Philadelphia expects to get 13,000 doses of the new Johnson & Johnson COVID-19 vaccine this week, with no more expected for three weeks. Farley pointed out that the amount is tiny compared to the number of people who still want vaccines, so the city is recommending vaccine providers use this single dose vaccine for people who are hard to reach, like people who are homebound and find it difficult get around, so the vaccine providers won’t have to reach these people twice.

The city sent out links to sign up for vaccine appointments at the convention center yesterday, but people quickly shared them with others who are not supposed to be vaccinated now according to the city’s phases. The sign up link had no disclaimer about who should be signing up.

Farley said the city had asked the developers of the PrepMod vaccine-scheduling software to address this early on, but the developers have not been able to fix the problem yet. For now, the city will tell people not to sign up for vaccine appointments without an invitation from the health department, and turn away people who are ineligible for a vaccine if they show up.

Farley said the city is inviting people in the city’s vaccine interest database who are in the current priority groups (75 or older, frontline essential workers, certain medical conditions) to the mass vaccination sites. They are trying to include more people from ZIP codes that have not gotten as many vaccinations based on city vaccine data.

The Children’s Hospital of Philadelphia started vaccinating teachers and child care providers recently. Today, Farley said that will expand to six sites.

The number of free food distribution sites in the city went up, to a new total of 56.

Flyers to welcome back fans Sunday

Health Commissioner Dr. Thomas Farley said Philadelphia will follow Pennsylvania’s higher occupancy limit for indoor and outdoor events, which are now at 15% and 20% respectively. He added that sports teams can have fans back at their stadiums effective immediately.

The Wells Fargo Center announced they will have fans back for Flyers and 76ers games starting March 7. The center will only be able to hold around 3,100 fans, who will have to wear a mask at all times, do a health assessment questionnaire, and follow social distancing rules. The teams will prioritize season ticket holders. All bags are banned.

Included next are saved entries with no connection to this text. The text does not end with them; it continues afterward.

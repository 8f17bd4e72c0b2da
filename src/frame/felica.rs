//! FeliCa framing: a single length-prefixed packet, CRC-16/FeliCa trailer.

use crate::error::CoreError;
use crate::frame::Frame;
use crate::util::crc::{append, check, Crc16Kind};

pub const CMD_POLLING: u8 = 0x00;
pub const CMD_REQUEST_SERVICE: u8 = 0x02;
pub const CMD_READ_WITHOUT_ENCRYPTION: u8 = 0x06;
pub const CMD_WRITE_WITHOUT_ENCRYPTION: u8 = 0x08;

/// Wraps `payload` in FeliCa's length-prefixed packet shape: `[len+1,
/// ...payload, crc_hi, crc_lo]` where `len` counts the payload only.
pub fn encode_packet(payload: &[u8]) -> Frame {
    let mut data = Vec::with_capacity(1 + payload.len() + 2);
    data.push((payload.len() + 1) as u8);
    data.extend_from_slice(payload);
    append(Crc16Kind::Felica, &mut data);
    Frame::whole_bytes(data)
}

pub fn decode_packet(data: &[u8]) -> Result<Frame, CoreError> {
    if data.is_empty() {
        return Err(CoreError::WrongLength { got: 0, expected: 3 });
    }
    let declared_len = data[0] as usize;
    if declared_len + 2 != data.len() {
        return Err(CoreError::WrongLength {
            got: data.len(),
            expected: declared_len + 2,
        });
    }
    if !check(Crc16Kind::Felica, data) {
        return Err(CoreError::CrcFail);
    }
    Ok(Frame::whole_bytes(data[1..data.len() - 2].to_vec()))
}

#[cfg(test)]
mod tests {
    use super::*;

    #[test]
    fn packet_roundtrips() {
        let f = encode_packet(&[CMD_POLLING, 0xFF, 0xFF, 0x00, 0x00]);
        let decoded = decode_packet(&f.data).unwrap();
        assert_eq!(decoded.data, vec![CMD_POLLING, 0xFF, 0xFF, 0x00, 0x00]);
    }

    #[test]
    fn packet_rejects_bad_crc() {
        let mut f = encode_packet(&[CMD_POLLING]);
        let last = f.data.len() - 1;
        f.data[last] ^= 0xFF;
        assert!(decode_packet(&f.data).is_err());
    }
}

The Flyers have a home game this Sunday, and the next home game for the 76ers is tomorrow, with another one on March 14.

As of now, the people who clean the stadiums, like janitors and maintenance staff, are in phase 1C of the city’s vaccine plan. Farley said the city has not yet gotten to thinking about whether to vaccinate them sooner so they can be safe around fans.

Pennsylvania starts new relief program for hospitality industry

Governor Tom Wolf announced a new program to support businesses in the hospitality industry hard-hit by the pandemic.

Counties can start grant programs to support eligible businesses, and receive funding from the state proportional to their populations. There is a total of $145 million in funding, which will be given out in $5,000 increments up to a maximum of $50,000.

The pandemic affected the business almost a year ago, starting with cancelled conventions. The workers that felt this the most are frontline staff, with a majority Black or Latino workforce.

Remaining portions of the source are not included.